Grande Tajel! Emoziona anche me vederlo così felice e penso al Battesimo e a dove sia finita la consapevolezza, l’entusiasmo, la commozione per questo dono immenso in me, in tanti cristiani. Non passano che pochi giorni ed è Shumon stavolta, a condividere altri doni, ma anche lui non subito: due esperienze accadute durante le ultime vacanze, tre mesi fa. Unico figlio maschio di una vedova, Shumon passa le vacanze lavorando sui trattori che caricano sabbia dal fiume. Paga giornaliera per 10 ore di lavoro: 90 taka, poco meno di un euro. Verso le due del pomeriggio, con gli altri lavoratori sosta per il pranzo in posti lungo la strada, dove per poche taka si può mangiare su una panca e sotto un tetto. Un giorno arriva una donna a chiedere la carità: in braccio tiene un piccolo e un altro lo ha per mano. Nessuno la degna d’uno sguardo. Shumon, senza troppo pensarci, le cede metà del suo pranzo, riso e verdura. Un musulmano, seduto lì vicino, gli chiede: “Perché lo hai fatto?”. Shumon non risponde e la cosa finisce lì.

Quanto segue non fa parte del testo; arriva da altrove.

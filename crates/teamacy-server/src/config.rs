use std::path::PathBuf;
use std::str::FromStr;

use anyhow::{Context, Result, anyhow, bail};
use axum::http::HeaderValue;
use jsonwebtoken::Algorithm;
use teamacy_api::bootstrap::AdminSeed;
use teamacy_api::token::MAX_EXPIRATION_HOURS;

/// Placeholder JWT secrets that MUST NOT be used.
const PLACEHOLDER_SECRETS: &[&str] = &["change-me", "changeme", "secret", "dev-secret-change-me"];

#[derive(Debug, Clone, PartialEq)]
pub enum CorsOrigins {
    /// Reflect whatever origin the browser sends.
    Any,
    List(Vec<HeaderValue>),
}

/// Email provider settings. Absent when `RESEND_API_KEY` is unset.
#[derive(Debug, Clone)]
pub struct MailConfig {
    pub api_key: String,
    pub sender: String,
    pub recipient: String,
}

#[derive(Debug, Clone)]
pub struct Config {
    pub host: String,
    pub port: u16,
    pub db_path: PathBuf,
    pub admin: AdminSeed,
    pub jwt_secret: String,
    pub jwt_algorithm: Algorithm,
    pub jwt_expiration_hours: i64,
    pub mail: Option<MailConfig>,
    pub cors_origins: CorsOrigins,
}

impl Config {
    pub fn from_env() -> Result<Self> {
        Self::from_lookup(|key| std::env::var(key).ok())
    }

    pub fn from_lookup(get: impl Fn(&str) -> Option<String>) -> Result<Self> {
        let var = |key: &str| get(key).map(|v| v.trim().to_string()).filter(|v| !v.is_empty());
        let required = |key: &str| var(key).ok_or_else(|| anyhow!("{} must be set", key));

        let jwt_secret = required("JWT_SECRET")?;
        if PLACEHOLDER_SECRETS.contains(&jwt_secret.as_str()) {
            bail!("JWT_SECRET is still a placeholder, set a random value");
        }

        let jwt_algorithm = match var("JWT_ALGORITHM") {
            Some(raw) => Algorithm::from_str(&raw)
                .map_err(|_| anyhow!("JWT_ALGORITHM '{}' is not a known algorithm", raw))?,
            None => Algorithm::HS256,
        };

        let jwt_expiration_hours = match var("JWT_EXPIRATION_HOURS") {
            Some(raw) => raw
                .parse()
                .with_context(|| format!("JWT_EXPIRATION_HOURS '{}' is not a number", raw))?,
            None => 24,
        };
        if !(1..=MAX_EXPIRATION_HOURS).contains(&jwt_expiration_hours) {
            bail!(
                "JWT_EXPIRATION_HOURS must be between 1 and {}, got {}",
                MAX_EXPIRATION_HOURS,
                jwt_expiration_hours
            );
        }

        let port = match var("PORT") {
            Some(raw) => raw.parse().with_context(|| format!("PORT '{}' is not a port", raw))?,
            None => 8001,
        };

        let mail = match var("RESEND_API_KEY") {
            Some(api_key) => Some(MailConfig {
                api_key,
                sender: required("SENDER_EMAIL")?,
                recipient: required("ADMIN_EMAIL")?,
            }),
            None => None,
        };

        Ok(Self {
            host: var("HOST").unwrap_or_else(|| "0.0.0.0".into()),
            port,
            db_path: var("DB_PATH").unwrap_or_else(|| "teamacy.db".into()).into(),
            admin: AdminSeed {
                name: var("ADMIN_NAME").unwrap_or_else(|| "Teamacy Admin".into()),
                email: required("ADMIN_LOGIN_EMAIL")?,
                password: required("ADMIN_PASSWORD")?,
            },
            jwt_secret,
            jwt_algorithm,
            jwt_expiration_hours,
            mail,
            cors_origins: parse_origins(&var("CORS_ORIGINS").unwrap_or_else(|| "*".into()))?,
        })
    }
}

/// Comma separated origins; `*` anywhere in the list allows every origin.
pub fn parse_origins(raw: &str) -> Result<CorsOrigins> {
    let entries: Vec<&str> = raw.split(',').map(str::trim).filter(|s| !s.is_empty()).collect();
    if entries.is_empty() || entries.contains(&"*") {
        return Ok(CorsOrigins::Any);
    }

    let origins = entries
        .into_iter()
        .map(|o| HeaderValue::from_str(o).with_context(|| format!("invalid CORS origin '{}'", o)))
        .collect::<Result<Vec<_>>>()?;

    Ok(CorsOrigins::List(origins))
}

#[cfg(test)]
mod tests {
    use super::*;
    use std::collections::HashMap;

    fn lookup(pairs: &[(&str, &str)]) -> impl Fn(&str) -> Option<String> {
        let map: HashMap<String, String> =
            pairs.iter().map(|(k, v)| (k.to_string(), v.to_string())).collect();
        move |key| map.get(key).cloned()
    }

    const MINIMAL: &[(&str, &str)] = &[
        ("JWT_SECRET", "a-long-random-value"),
        ("ADMIN_LOGIN_EMAIL", "admin@teamacy.com"),
        ("ADMIN_PASSWORD", "pw"),
    ];

    #[test]
    fn defaults_fill_in_optional_settings() {
        let config = Config::from_lookup(lookup(MINIMAL)).unwrap();

        assert_eq!(config.port, 8001);
        assert_eq!(config.jwt_algorithm, Algorithm::HS256);
        assert_eq!(config.jwt_expiration_hours, 24);
        assert_eq!(config.cors_origins, CorsOrigins::Any);
        assert_eq!(config.admin.name, "Teamacy Admin");
        assert!(config.mail.is_none());
    }

    #[test]
    fn missing_secret_is_fatal() {
        let err = Config::from_lookup(lookup(&MINIMAL[1..])).unwrap_err();
        assert!(err.to_string().contains("JWT_SECRET"));
    }

    #[test]
    fn placeholder_secret_is_fatal() {
        let mut pairs = MINIMAL.to_vec();
        pairs[0] = ("JWT_SECRET", "change-me");
        assert!(Config::from_lookup(lookup(&pairs)).is_err());
    }

    #[test]
    fn mail_settings_require_sender_and_recipient() {
        let mut pairs = MINIMAL.to_vec();
        pairs.push(("RESEND_API_KEY", "re_123"));
        assert!(Config::from_lookup(lookup(&pairs)).is_err());

        pairs.push(("SENDER_EMAIL", "site@teamacy.com"));
        pairs.push(("ADMIN_EMAIL", "inbox@teamacy.com"));
        let mail = Config::from_lookup(lookup(&pairs)).unwrap().mail.unwrap();
        assert_eq!(mail.recipient, "inbox@teamacy.com");
    }

    #[test]
    fn jwt_settings_are_parsed() {
        let mut pairs = MINIMAL.to_vec();
        pairs.push(("JWT_ALGORITHM", "HS512"));
        pairs.push(("JWT_EXPIRATION_HOURS", "2"));
        let config = Config::from_lookup(lookup(&pairs)).unwrap();
        assert_eq!(config.jwt_algorithm, Algorithm::HS512);
        assert_eq!(config.jwt_expiration_hours, 2);

        pairs.push(("JWT_EXPIRATION_HOURS", "3000000000"));
        assert!(Config::from_lookup(lookup(&pairs)).is_err());

        pairs.push(("JWT_EXPIRATION_HOURS", "soon"));
        // Later duplicates win in the lookup map.
        assert!(Config::from_lookup(lookup(&pairs)).is_err());
    }

    #[test]
    fn origin_lists() {
        assert_eq!(parse_origins("*").unwrap(), CorsOrigins::Any);
        assert_eq!(parse_origins("").unwrap(), CorsOrigins::Any);
        assert_eq!(
            parse_origins("https://teamacy.com, http://localhost:3000").unwrap(),
            CorsOrigins::List(vec![
                HeaderValue::from_static("https://teamacy.com"),
                HeaderValue::from_static("http://localhost:3000"),
            ])
        );
    }
}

Qualche giorno dopo, altro posto dove mangiare e altri poveri. Questa volta è una ragazzina, anche lei ovviamente con fratellini a carico. Sul collo porta ancora fresca una lunga ferita che cerca di nascondere con un lembo del sari. Shumon la accosta e comincia a parlarle, le chiede cosa sia successo. Storie di ordinaria violenza, le ferite non sono solo esteriori. La rivede due giorni più tardi e dopo averci parlato ancora un po’, le lascia sfilare nella mano 45 taka, metà della sua paga. Lei si stupisce, vorrebbe rifiutare. Infine gli domanda: “Sei cristiano?”. “Perché me lo chiedi?”, le dice Shumon che stavolta trova qualcosa da ribadire. Si sente rispondere: “Perché siete voi che vi comportate così”.
Shumon, mentre parla, sprizza una contentezza che solo l’imbarazzo riesce a velare. Il pudore del bene. “Si ricorda qualche mese fa, quando ci ha proposto di vivere quella frase di Gesù: “Da questo tutti sapranno che siete miei discepoli, se avrete amore gli uni per gli altri”? Allora non la compresi sul serio. Adesso mi pare di aver capito per la prima volta cosa significa”.

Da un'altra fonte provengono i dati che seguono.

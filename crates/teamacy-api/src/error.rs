use axum::{
    Json,
    extract::{
        FromRequest, FromRequestParts,
        rejection::{JsonRejection, QueryRejection},
    },
    http::{StatusCode, header},
    response::{IntoResponse, Response},
};
use teamacy_types::api::ErrorBody;
use thiserror::Error;
use tracing::{error, warn};

#[derive(Debug, Error)]
pub enum ApiError {
    /// Malformed or missing input. The message is shown to the caller as is.
    #[error("{0}")]
    Validation(String),

    #[error("{0}")]
    Conflict(String),

    #[error("Invalid credentials")]
    InvalidCredentials,

    /// Missing, malformed or expired token, or a token for an unknown user.
    #[error("Could not validate credentials")]
    Unauthorized,

    #[error("Admin access required")]
    Forbidden,

    #[error("internal error: {0:#}")]
    Internal(anyhow::Error),
}

impl ApiError {
    pub fn status(&self) -> StatusCode {
        match self {
            ApiError::Validation(_) => StatusCode::UNPROCESSABLE_ENTITY,
            ApiError::Conflict(_) => StatusCode::BAD_REQUEST,
            ApiError::InvalidCredentials | ApiError::Unauthorized => StatusCode::UNAUTHORIZED,
            ApiError::Forbidden => StatusCode::FORBIDDEN,
            ApiError::Internal(_) => StatusCode::INTERNAL_SERVER_ERROR,
        }
    }
}

impl IntoResponse for ApiError {
    fn into_response(self) -> Response {
        let status = self.status();
        let detail = match &self {
            ApiError::Internal(e) => {
                error!("Request failed: {:#}", e);
                "Internal server error".to_string()
            }
            other => {
                warn!("Request rejected ({}): {}", status, other);
                other.to_string()
            }
        };

        let body = Json(ErrorBody { detail });
        if status == StatusCode::UNAUTHORIZED {
            (status, [(header::WWW_AUTHENTICATE, "Bearer")], body).into_response()
        } else {
            (status, body).into_response()
        }
    }
}

impl From<anyhow::Error> for ApiError {
    fn from(err: anyhow::Error) -> Self {
        ApiError::Internal(err)
    }
}

impl From<JsonRejection> for ApiError {
    fn from(rejection: JsonRejection) -> Self {
        ApiError::Validation(rejection.body_text())
    }
}

impl From<QueryRejection> for ApiError {
    fn from(rejection: QueryRejection) -> Self {
        ApiError::Validation(rejection.body_text())
    }
}

/// `Json` extractor whose rejections are reported as [`ApiError::Validation`].
#[derive(FromRequest)]
#[from_request(via(axum::Json), rejection(ApiError))]
pub struct AppJson<T>(pub T);

/// `Query` extractor whose rejections are reported as [`ApiError::Validation`].
#[derive(FromRequestParts)]
#[from_request(via(axum::extract::Query), rejection(ApiError))]
pub struct AppQuery<T>(pub T);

Fioretti di un ventenne, metà oraon e metà santal, prove tecniche riuscite di radicalità evangelica di una freschezza e di una bellezza disarmanti. Una vita cristiana, la mia, che non provochi domande (“Perché lo hai fatto?”, “Sei cristiano?”), può davvero dirsi tale? Ad arrossire stavolta sono io, mentre con gli occhi torno allo sguardo dell’icona.

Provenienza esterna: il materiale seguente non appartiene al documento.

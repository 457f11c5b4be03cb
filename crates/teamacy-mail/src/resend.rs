use std::time::Duration;

use anyhow::{Context, Result, bail};
use futures_util::future::BoxFuture;
use serde::Serialize;
use tracing::debug;

use crate::{MailTransport, OutgoingEmail};

const RESEND_API_URL: &str = "https://api.resend.com/emails";

/// Transport backed by the Resend HTTP API.
pub struct ResendTransport {
    client: reqwest::Client,
    api_key: String,
    endpoint: String,
}

#[derive(Serialize)]
struct SendEmailBody<'a> {
    from: &'a str,
    to: &'a [String],
    subject: &'a str,
    html: &'a str,
}

impl ResendTransport {
    pub fn new(api_key: String) -> Result<Self> {
        Self::with_endpoint(api_key, RESEND_API_URL.to_string())
    }

    pub fn with_endpoint(api_key: String, endpoint: String) -> Result<Self> {
        let client = reqwest::Client::builder()
            .timeout(Duration::from_secs(10))
            .build()
            .context("building email HTTP client")?;

        Ok(Self {
            client,
            api_key,
            endpoint,
        })
    }

    async fn deliver(&self, email: OutgoingEmail) -> Result<()> {
        let body = SendEmailBody {
            from: &email.from,
            to: &email.to,
            subject: &email.subject,
            html: &email.html,
        };

        let response = self
            .client
            .post(&self.endpoint)
            .bearer_auth(&self.api_key)
            .json(&body)
            .send()
            .await
            .context("email provider unreachable")?;

        let status = response.status();
        let text = response.text().await.unwrap_or_default();
        if !status.is_success() {
            bail!("email provider returned {}: {}", status, text);
        }

        debug!("Email accepted by provider: {}", text);
        Ok(())
    }
}

impl MailTransport for ResendTransport {
    fn send(&self, email: OutgoingEmail) -> BoxFuture<'_, Result<()>> {
        Box::pin(self.deliver(email))
    }
}

#[cfg(test)]
mod tests {
    use axum::Router;
    use axum::http::{HeaderMap, StatusCode, header};
    use axum::routing::post;
    use axum::Json;
    use serde_json::{Value, json};
    use tokio::net::TcpListener;
    use tokio::sync::mpsc;

    use super::*;

    async fn serve(router: Router) -> String {
        let listener = TcpListener::bind("127.0.0.1:0").await.unwrap();
        let addr = listener.local_addr().unwrap();
        tokio::spawn(async move {
            axum::serve(listener, router).await.unwrap();
        });
        format!("http://{}/emails", addr)
    }

    fn email() -> OutgoingEmail {
        OutgoingEmail {
            from: "site@teamacy.com".into(),
            to: vec!["inbox@teamacy.com".into()],
            subject: "New Enquiry – Teamacy".into(),
            html: "<p>hi</p>".into(),
        }
    }

    #[tokio::test]
    async fn posts_json_with_bearer_key() {
        let (tx, mut rx) = mpsc::unbounded_channel();
        let router = Router::new().route(
            "/emails",
            post(move |headers: HeaderMap, Json(body): Json<Value>| {
                let tx = tx.clone();
                async move {
                    let auth = headers
                        .get(header::AUTHORIZATION)
                        .and_then(|v| v.to_str().ok())
                        .map(str::to_string);
                    let _ = tx.send((auth, body));
                    Json(json!({ "id": "email-1" }))
                }
            }),
        );
        let endpoint = serve(router).await;

        let transport = ResendTransport::with_endpoint("re_test_key".into(), endpoint).unwrap();
        transport.send(email()).await.unwrap();

        let (auth, body) = rx.recv().await.unwrap();
        assert_eq!(auth.as_deref(), Some("Bearer re_test_key"));
        assert_eq!(
            body,
            json!({
                "from": "site@teamacy.com",
                "to": ["inbox@teamacy.com"],
                "subject": "New Enquiry – Teamacy",
                "html": "<p>hi</p>",
            })
        );
    }

    #[tokio::test]
    async fn provider_rejection_is_an_error() {
        let router = Router::new().route(
            "/emails",
            post(|| async { (StatusCode::UNPROCESSABLE_ENTITY, "invalid from address") }),
        );
        let endpoint = serve(router).await;

        let transport = ResendTransport::with_endpoint("re_test_key".into(), endpoint).unwrap();
        let err = transport.send(email()).await.unwrap_err();
        assert!(err.to_string().contains("422"), "{err}");
    }

    #[tokio::test]
    async fn unreachable_provider_is_an_error() {
        let listener = TcpListener::bind("127.0.0.1:0").await.unwrap();
        let endpoint = format!("http://{}/emails", listener.local_addr().unwrap());
        drop(listener);

        let transport = ResendTransport::with_endpoint("re_test_key".into(), endpoint).unwrap();
        assert!(transport.send(email()).await.is_err());
    }
}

I conti, alla fine della giornata di oggi e di quella di sempre, li farà Lui. Quel che ci sarà da pagare pagherò, sperando di strappare un biglietto di entrata, anche in ultimo, purché si passi. Stasera ho soprattutto gratitudine da offrire, non solo sconti da chiedere. E mi ripeto: cosa abbiamo di più bello e grande da dare alla gente, ai poveri, più del cibo e dei vestiti, di scuole e di ospedali, pure necessari, se non il Signore Gesù? Senza, tutto il resto è fuffa.